May 5, 2023

The Modern Leader

Table of Contents

The False Dichotomy

A bad manager sacrifices people for numbers. A good manager sacrifices numbers for people.

I have heard this quote many times, and while it captures an important truth, it misses the full picture. In reality, a good manager is responsible for both: people and numbers. The art of leadership is not choosing one over the other - it is understanding that people deliver the numbers, and neglecting them is the fastest way to destroy both.

Having managed engineering teams across different organizations, I have seen both sides. Teams that are pushed relentlessly toward metrics produce short bursts of results followed by burnout, turnover, and institutional knowledge loss. Teams that feel valued and supported deliver sustainable, compounding results.

But At What Cost?

When you prioritize numbers above all else, it is easy to forget that there are real people behind them. People with families, hobbies, and ambitions. People who chose to give their time and talent to your organization.

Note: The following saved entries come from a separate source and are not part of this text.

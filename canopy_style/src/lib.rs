// Copyright 2026 the Canopy Authors
// SPDX-License-Identifier: Apache-2.0 OR MIT

//! Canopy Style: per-node style storage and property resolution.
//!
//! This crate applies the definitions of `canopy_property` to scene nodes.
//! Nodes own a [`StyleStore`]; a [`Resolver`] borrowing the registry parses
//! raw input into it, answers computed and used value queries, and drives
//! the animation layer.
//!
//! **Animation → Local → Inherited → Initial**
//!
//! ## Core Concepts
//!
//! - [`StyleNode`]: the interface a scene node exposes: its store, a dirty
//!   signal and its place in the tree.
//! - [`StyleStore`]: sparse sorted layers of computed values, a used-value
//!   cache keyed by [`CalcContext`](canopy_property::CalcContext), and
//!   verbatim values of unregistered names.
//! - [`Resolver`]: `set_property`, `get_used_value`, `animate` and friends.
//!
//! ## Failure isolation
//!
//! Every operation concerns one (node, property) pair. A rejected
//! assignment leaves the property's previous value in place and reports a
//! [`StyleError`]; it never affects other properties or nodes.
//! [`Resolver::set_properties`] applies a batch and collects the failures.
//!
//! ## Quick Start
//!
//! ```rust
//! use canopy_property::{CalcContext, ComputedValue, DirtyFlags, PropertyRegistry};
//! use canopy_style::{Resolver, StyleError, StyleNode, StyleStore};
//! use canopy_unit::RawValue;
//! use kurbo::Size;
//!
//! struct Shape {
//!     store: StyleStore<u32>,
//!     dirty: DirtyFlags,
//! }
//!
//! impl StyleNode<u32> for Shape {
//!     fn style_store(&self) -> &StyleStore<u32> { &self.store }
//!     fn style_store_mut(&mut self) -> &mut StyleStore<u32> { &mut self.store }
//!     fn mark_dirty(&mut self, flags: DirtyFlags) { self.dirty |= flags; }
//!     fn key(&self) -> u32 { 0 }
//!     fn parent_key(&self) -> Option<u32> { None }
//! }
//!
//! let registry = PropertyRegistry::with_builtins();
//! let resolver = Resolver::new(&registry);
//! let mut shape = Shape { store: StyleStore::new(0), dirty: DirtyFlags::empty() };
//!
//! let failures = resolver.set_properties(
//!     &mut shape,
//!     [("r", "25%"), ("fill", "tomato"), ("opacity", "lots"), ("data-id", "c1")],
//! );
//! assert_eq!(failures.len(), 1);
//! assert!(matches!(&failures[0], StyleError::Parse { name, .. } if name == "opacity"));
//!
//! let cx = CalcContext::new(Size::new(100.0, 100.0));
//! let r = resolver.get_used_value(&mut shape, "r", &cx).unwrap();
//! assert_eq!(r.as_f64(), Some(25.0));
//! assert_eq!(
//!     resolver.get_used_value(&mut shape, "data-id", &cx),
//!     Ok(&ComputedValue::Raw(RawValue::from("c1")))
//! );
//! ```
//!
//! ## Logging
//!
//! Assignments, rejections and cache fills are reported through `tracing`.
//! Install a subscriber in the host application to see them.
//!
//! ## `no_std` Support
//!
//! This crate is `no_std` and uses `alloc`.

#![no_std]

extern crate alloc;

mod config;
mod error;
mod node;
mod resolve;
mod store;

pub use config::ResolverConfig;
pub use error::StyleError;
pub use node::{ParentLookup, StyleNode, walk_inherited};
pub use resolve::Resolver;
pub use store::{INLINE_CAPACITY, StyleStore};
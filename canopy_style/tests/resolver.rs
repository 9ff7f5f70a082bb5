// Copyright 2026 the Canopy Authors
// SPDX-License-Identifier: Apache-2.0 OR MIT

//! End-to-end resolution on a small scene.

use std::sync::Arc;
use std::sync::atomic::{AtomicUsize, Ordering};

use canopy_property::{
    CalcContext, ComputedValue, DirtyFlags, Paint, PropertyDefinitionBuilder, PropertyRegistry,
    PropertySyntax,
};
use canopy_style::{Resolver, ResolverConfig, StyleError, StyleNode, StyleStore};
use canopy_unit::{MixError, ParseError, RawValue, UnitValue};
use kurbo::{Affine, Size};

struct Node {
    key: usize,
    parent: Option<usize>,
    store: StyleStore<usize>,
    dirty: DirtyFlags,
}

impl Node {
    fn new(key: usize, parent: Option<usize>) -> Self {
        Self {
            key,
            parent,
            store: StyleStore::new(key),
            dirty: DirtyFlags::empty(),
        }
    }
}

impl StyleNode<usize> for Node {
    fn style_store(&self) -> &StyleStore<usize> {
        &self.store
    }

    fn style_store_mut(&mut self) -> &mut StyleStore<usize> {
        &mut self.store
    }

    fn mark_dirty(&mut self, flags: DirtyFlags) {
        self.dirty |= flags;
    }

    fn key(&self) -> usize {
        self.key
    }

    fn parent_key(&self) -> Option<usize> {
        self.parent
    }
}

fn init_tracing() {
    let _ = tracing_subscriber::fmt()
        .with_max_level(tracing::Level::TRACE)
        .with_test_writer()
        .try_init();
}

fn px(n: f64) -> ComputedValue {
    ComputedValue::Unit(UnitValue::px(n))
}

#[test]
fn rejected_assignment_keeps_the_previous_value() {
    init_tracing();
    let registry = PropertyRegistry::with_builtins();
    let resolver = Resolver::new(&registry);
    let mut node = Node::new(0, None);
    let cx = CalcContext::default();

    resolver.set_property(&mut node, "width", 10).unwrap();
    node.dirty = DirtyFlags::empty();

    let err = resolver
        .set_property(&mut node, "width", "ten")
        .unwrap_err();
    assert!(matches!(
        &err,
        StyleError::Parse { name, source: ParseError::InvalidNumber { .. } } if name == "width"
    ));
    assert!(node.dirty.is_empty());
    assert_eq!(resolver.get_used_value(&mut node, "width", &cx), Ok(&px(10.0)));
}

#[test]
fn unknown_property_is_passed_through() {
    let registry = PropertyRegistry::with_builtins();
    let resolver = Resolver::new(&registry);
    let mut node = Node::new(0, None);

    assert_eq!(resolver.set_property(&mut node, "data-custom", "foo"), Ok(true));
    let used = resolver
        .get_used_value(&mut node, "data-custom", &CalcContext::default())
        .unwrap();
    assert_eq!(used, &ComputedValue::Raw(RawValue::from("foo")));
    assert!(node.dirty.contains(DirtyFlags::RECALCULATE));
}

#[test]
fn strict_mode_reports_typos() {
    let registry = PropertyRegistry::with_builtins();
    let resolver = Resolver::with_config(&registry, ResolverConfig::default().strict(true));
    let mut node = Node::new(0, None);

    assert_eq!(
        resolver.set_property(&mut node, "widht", 10),
        Err(StyleError::NotFound("widht".into()))
    );
    assert_eq!(resolver.set_property(&mut node, "width", 10), Ok(true));
}

#[test]
fn repeated_assignment_is_idempotent() {
    let registry = PropertyRegistry::with_builtins();
    let resolver = Resolver::new(&registry);
    let mut node = Node::new(0, None);
    let cx = CalcContext::new(Size::new(100.0, 100.0));

    assert_eq!(resolver.set_property(&mut node, "radius", "10 20"), Ok(true));
    let first = resolver
        .get_computed_value(&node, "radius")
        .unwrap()
        .clone();
    resolver.get_used_value(&mut node, "radius", &cx).unwrap();
    node.dirty = DirtyFlags::empty();

    assert_eq!(resolver.set_property(&mut node, "radius", "10 20"), Ok(false));
    assert_eq!(resolver.get_computed_value(&node, "radius"), Ok(&first));
    assert!(node.dirty.is_empty());
    let id = registry.by_name("radius").unwrap();
    assert!(node.store.get_used(id, &cx).is_some());
}

#[test]
fn alias_and_canonical_name_share_storage() {
    let registry = PropertyRegistry::with_builtins();
    let resolver = Resolver::new(&registry);
    let mut node = Node::new(0, None);

    resolver.set_property(&mut node, "d", "M0 0 L10 10").unwrap();
    let via_alias = resolver.get_computed_value(&node, "d").unwrap();
    let via_name = resolver.get_computed_value(&node, "path").unwrap();
    assert_eq!(via_alias, via_name);
    assert_eq!(via_name.as_path().map(|path| path.elements().len()), Some(2));
}

#[test]
fn shorthands_are_all_or_nothing() {
    let registry = PropertyRegistry::with_builtins();
    let resolver = Resolver::new(&registry);
    let mut node = Node::new(0, None);

    assert_eq!(resolver.set_property(&mut node, "shadowOffset", "4"), Ok(true));
    assert_eq!(resolver.get_computed_value(&node, "shadowOffsetX"), Ok(&px(4.0)));
    assert_eq!(resolver.get_computed_value(&node, "shadowOffsetY"), Ok(&px(4.0)));

    let err = resolver
        .set_property(&mut node, "shadowOffset", "8 nope")
        .unwrap_err();
    assert_eq!(err.name(), "shadowOffsetY");
    // The valid first half was not applied either.
    assert_eq!(resolver.get_computed_value(&node, "shadowOffsetX"), Ok(&px(4.0)));

    assert!(resolver.set_property(&mut node, "shadowOffset", "1 2 3").is_err());
    assert_eq!(resolver.clear_property(&mut node, "shadowOffset"), Ok(true));
    assert_eq!(resolver.get_computed_value(&node, "shadowOffsetX"), Ok(&px(0.0)));
}

#[test]
fn failures_are_isolated_per_property() {
    let registry = PropertyRegistry::with_builtins();
    let resolver = Resolver::new(&registry);
    let mut node = Node::new(0, None);

    let failures = resolver.set_properties(
        &mut node,
        [
            ("x", RawValue::from(5)),
            ("lineCap", RawValue::from("pointy")),
            ("fill", RawValue::from("#00ff00")),
            ("radius", RawValue::from("1 2 3 4 5")),
            ("y", RawValue::from(7)),
        ],
    );
    let names: Vec<_> = failures.iter().map(StyleError::name).collect();
    assert_eq!(names, ["lineCap", "radius"]);
    assert_eq!(resolver.get_computed_value(&node, "x"), Ok(&px(5.0)));
    assert_eq!(resolver.get_computed_value(&node, "y"), Ok(&px(7.0)));
    assert!(matches!(
        resolver.get_computed_value(&node, "fill"),
        Ok(ComputedValue::Paint(Paint::Color(_)))
    ));
}

#[test]
fn later_assignments_win() {
    let registry = PropertyRegistry::with_builtins();
    let resolver = Resolver::new(&registry);
    let mut node = Node::new(0, None);

    let failures = resolver.set_properties(&mut node, [("x", 1), ("x", 2), ("x", 3)]);
    assert!(failures.is_empty());
    assert_eq!(resolver.get_computed_value(&node, "x"), Ok(&px(3.0)));
}

#[test]
fn used_values_are_cached_per_context() {
    let calls = Arc::new(AtomicUsize::new(0));
    let mut registry = PropertyRegistry::new();
    let counter = Arc::clone(&calls);
    registry.register(
        PropertyDefinitionBuilder::new("width", PropertySyntax::LengthPercentage)
            .calculator(move |value, cx| {
                counter.fetch_add(1, Ordering::Relaxed);
                let fraction = value.as_f64().unwrap_or_default() / 100.0;
                ComputedValue::Unit(UnitValue::px(fraction * cx.reference.width))
            })
            .build(),
    );
    let resolver = Resolver::new(&registry);
    let mut node = Node::new(0, None);
    let small = CalcContext::new(Size::new(100.0, 50.0));
    let large = CalcContext::new(Size::new(400.0, 50.0));

    resolver.set_property(&mut node, "width", "50%").unwrap();
    assert_eq!(resolver.get_used_value(&mut node, "width", &small), Ok(&px(50.0)));
    assert_eq!(resolver.get_used_value(&mut node, "width", &small), Ok(&px(50.0)));
    assert_eq!(calls.load(Ordering::Relaxed), 1);

    assert_eq!(resolver.get_used_value(&mut node, "width", &large), Ok(&px(200.0)));
    assert_eq!(calls.load(Ordering::Relaxed), 2);

    // A write invalidates the cache.
    resolver.set_property(&mut node, "width", "25%").unwrap();
    assert_eq!(resolver.get_used_value(&mut node, "width", &large), Ok(&px(100.0)));
    assert_eq!(calls.load(Ordering::Relaxed), 3);

    assert_eq!(resolver.invalidate_used(&mut node), 1);
    resolver.get_used_value(&mut node, "width", &large).unwrap();
    assert_eq!(calls.load(Ordering::Relaxed), 4);
}

#[test]
fn inheritance_walks_ancestors() {
    let registry = PropertyRegistry::with_builtins();
    let resolver = Resolver::new(&registry);
    let mut nodes = vec![
        Node::new(0, None),
        Node::new(1, Some(0)),
        Node::new(2, Some(1)),
    ];
    resolver
        .set_property(&mut nodes[0], "visibility", "hidden")
        .unwrap();
    resolver.set_property(&mut nodes[0], "fill", "red").unwrap();
    resolver
        .set_property(&mut nodes[1], "fontSize", 24)
        .unwrap();

    let lookup = |key: usize| {
        nodes
            .get(key)
            .map(|node| (node.style_store(), node.parent_key()))
    };
    let leaf = &nodes[2];
    assert_eq!(
        resolver.get_inherited_value(leaf, "visibility", &lookup),
        Ok(&ComputedValue::Keyword("hidden"))
    );
    assert_eq!(
        resolver.get_inherited_value(leaf, "fontSize", &lookup),
        Ok(&px(24.0))
    );
    // `fill` does not inherit.
    assert_eq!(
        resolver.get_inherited_value(leaf, "fill", &lookup),
        Ok(&ComputedValue::Paint(Paint::None))
    );
    // Without inheritance only the node itself is consulted.
    assert_eq!(
        resolver.get_computed_value(leaf, "visibility"),
        Ok(&ComputedValue::Keyword("visible"))
    );
}

#[test]
fn inherited_used_values_follow_ancestors() {
    let registry = PropertyRegistry::with_builtins();
    let resolver = Resolver::new(&registry);
    let mut nodes = vec![Node::new(0, None), Node::new(1, Some(0))];
    resolver
        .set_property(&mut nodes[0], "fontSize", 24)
        .unwrap();
    resolver
        .set_property(&mut nodes[0], "visibility", "hidden")
        .unwrap();
    resolver.set_property(&mut nodes[0], "width", "50%").unwrap();
    resolver.set_property(&mut nodes[1], "x", "25%").unwrap();
    let cx = CalcContext::new(Size::new(200.0, 100.0));

    // The node-only path falls back to the initial value.
    assert_eq!(
        resolver.get_used_value(&mut nodes[1], "fontSize", &cx),
        Ok(&px(16.0))
    );

    let lookup = |key: usize| {
        nodes
            .get(key)
            .map(|node| (node.style_store(), node.parent_key()))
    };
    let child = &nodes[1];
    assert_eq!(
        resolver.get_inherited_used_value(child, "fontSize", &cx, &lookup),
        Ok(px(24.0))
    );
    assert_eq!(
        resolver.get_inherited_used_value(child, "visibility", &cx, &lookup),
        Ok(ComputedValue::Keyword("hidden"))
    );
    // `width` does not inherit.
    assert_eq!(
        resolver.get_inherited_used_value(child, "width", &cx, &lookup),
        Ok(px(0.0))
    );
    assert_eq!(
        resolver.get_inherited_used_value(child, "x", &cx, &lookup),
        Ok(px(50.0))
    );
}

#[test]
fn animation_overrides_local_until_cleared() {
    let registry = PropertyRegistry::with_builtins();
    let resolver = Resolver::new(&registry);
    let mut node = Node::new(0, None);
    let cx = CalcContext::default();

    resolver.set_property(&mut node, "opacity", 0.2).unwrap();
    let from = resolver.parse_value("opacity", &RawValue::from(0.0)).unwrap();
    let to = resolver.parse_value("opacity", &RawValue::from(1.0)).unwrap();

    assert_eq!(resolver.animate(&mut node, "opacity", &from, &to, 0.5), Ok(true));
    let used = resolver.get_used_value(&mut node, "opacity", &cx).unwrap();
    assert_eq!(used.as_f64(), Some(0.5));

    // Overshooting easing is clamped by the calculator only.
    resolver
        .animate(&mut node, "opacity", &from, &to, 1.3)
        .unwrap();
    assert_eq!(
        resolver.get_computed_value(&node, "opacity").unwrap().as_f64(),
        Some(1.3)
    );
    let used = resolver.get_used_value(&mut node, "opacity", &cx).unwrap();
    assert_eq!(used.as_f64(), Some(1.0));

    assert_eq!(resolver.clear_animation(&mut node, "opacity"), Ok(true));
    let used = resolver.get_used_value(&mut node, "opacity", &cx).unwrap();
    assert_eq!(used.as_f64(), Some(0.2));
    assert_eq!(resolver.clear_animation(&mut node, "opacity"), Ok(false));
}

#[test]
fn interpolation_endpoints_and_unit_mismatch() {
    let registry = PropertyRegistry::with_builtins();
    let resolver = Resolver::new(&registry);
    let a = resolver.parse_value("width", &RawValue::from("5")).unwrap();
    let b = resolver.parse_value("width", &RawValue::from("15")).unwrap();

    assert_eq!(resolver.mix("width", &a, &b, 0.0), Ok(a.clone()));
    assert_eq!(resolver.mix("width", &a, &b, 1.0), Ok(b.clone()));
    assert_eq!(resolver.mix("width", &a, &b, 0.5), Ok(px(10.0)));

    let percent = resolver.parse_value("width", &RawValue::from("5%")).unwrap();
    assert!(matches!(
        resolver.mix("width", &a, &percent, 0.5),
        Err(StyleError::Mix {
            source: MixError::IncompatibleUnits { .. },
            ..
        })
    ));

    let points = |text: &str| {
        resolver
            .parse_value("points", &RawValue::from(text))
            .unwrap()
    };
    assert!(matches!(
        resolver.mix("points", &points("0,0 1,1"), &points("0,0"), 0.5),
        Err(StyleError::Mix {
            source: MixError::ArityMismatch { from: 2, to: 1 },
            ..
        })
    ));
}

#[test]
fn transform_used_value_is_a_matrix() {
    let registry = PropertyRegistry::with_builtins();
    let resolver = Resolver::new(&registry);
    let mut node = Node::new(0, None);
    let cx = CalcContext::new(Size::new(40.0, 20.0));

    resolver
        .set_property(&mut node, "transform", "translateX(50%) rotate(90deg)")
        .unwrap();
    assert!(node.dirty.contains(DirtyFlags::BOUNDS));
    let Ok(ComputedValue::Matrix(matrix)) = resolver.get_used_value(&mut node, "transform", &cx)
    else {
        panic!("transform should calculate to a matrix");
    };
    let expected = Affine::translate((20.0, 0.0)) * Affine::rotate(90_f64.to_radians());
    let delta = matrix
        .as_coeffs()
        .iter()
        .zip(expected.as_coeffs())
        .map(|(a, b)| (a - b).abs())
        .fold(0.0, f64::max);
    assert!(delta < 1e-9, "{matrix:?} != {expected:?}");
}

#[test]
fn unknown_names_are_not_found_when_never_set() {
    let registry = PropertyRegistry::with_builtins();
    let resolver = Resolver::new(&registry);
    let mut node = Node::new(0, None);

    assert_eq!(
        resolver.get_computed_value(&node, "data-missing"),
        Err(StyleError::NotFound("data-missing".into()))
    );
    assert!(matches!(
        resolver.animate(&mut node, "data-missing", &px(0.0), &px(1.0), 0.5),
        Err(StyleError::NotFound(_))
    ));
    assert_eq!(resolver.clear_property(&mut node, "data-missing"), Ok(false));
}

Leaders should take care of the ones in charge

The cost of getting this wrong compounds silently:

Short-Term GainLong-Term Cost
Hitting quarterly targets through overtimeBurnout, sick leave, resignations
Skipping 1-on-1s to “save time”Disengagement, surprise departures
Pushing features over tech debtSystem fragility, slower delivery over time
Ignoring team feedbackLoss of trust, culture of silence

Your team members are your most valuable asset. By investing in their wellbeing, you are not being soft - you are being strategic.

The Four Pillars of Modern Leadership

After years of leading teams, reading extensively on leadership, and making my share of mistakes, I have distilled what I believe separates modern leaders from traditional managers:

1. Compassion

Empathy is not a weakness - it is intelligence. Modern leaders take the time to understand their team members as individuals: their concerns, their aspirations, their working styles. In practice, this means:

  • Listening more than speaking in 1-on-1s
  • Recognizing when someone is struggling before they tell you
  • Showing genuine care during difficult personal situations

When people know their leader genuinely cares, they reciprocate with loyalty and discretionary effort that no bonus structure can buy.

2. Growth Mindset

A modern leader understands that the pie does not get smaller when it is shared. A growth mindset means seeing opportunities as limitless and prioritizing shared success over individual gain.

Concretely, this means investing in your team’s professional development, celebrating their wins publicly, and creating space for them to take on stretch assignments. The best engineers I have worked with did not leave because of money - they left because they stopped growing.

3. Purpose Alignment

People do their best work when they understand why it matters. Modern leaders connect individual contributions to the larger mission, creating a sense of shared purpose that makes work meaningful.

This is not about inspirational speeches. It is about consistently communicating how each person’s work contributes to the team’s goals, the organization’s mission, and ultimately the value delivered to customers.

4. Courage

A modern leader is not afraid to take risks - not recklessly, but with clear vision and strategy. This means creating a culture of experimentation where team members are encouraged to try new approaches and learn from failures.

It also means having difficult conversations when needed, pushing back on unreasonable demands from above, and standing up for your team when it matters. Your team notices when you shield them from organizational noise, and they remember when you do not.

flowchart TD
    A[Modern Leadership] --> B[Compassion]
    A --> C[Growth Mindset]
    A --> D[Purpose Alignment]
    A --> E[Courage]
    B --> F[Trust]
    C --> F
    D --> F
    E --> F
    F --> G[Engagement]
    G --> H[Performance]
    H --> I[Sustainable Results]

The Performance Paradox

It is a common misconception that putting people first means sacrificing results. In my experience, the opposite is true.

When team members feel supported, they are more engaged, focused, and productive. They take pride in their work and strive for excellence because they know their efforts are valued. This translates to better outcomes, happier customers, and a more meaningful impact on the organization.

Research consistently backs this up: companies with high employee engagement outperform their peers by 21% in profitability (Gallup). The numbers follow the people, not the other way around.

Key Takeaways

  • People deliver numbers, not the other way around. Invest in your team and the metrics will follow.
  • Compassion is strategic, not soft. Understanding your people gives you a leadership advantage that processes and tools cannot replicate.
  • Growth is retention. The best people leave when they stop growing. Create learning opportunities relentlessly.
  • Courage earns respect. Stand up for your team, have difficult conversations, and take calculated risks. Your team is watching.
  • Sustainable results beat heroic sprints. A culture of trust and engagement compounds over years, far outperforming any short-term push.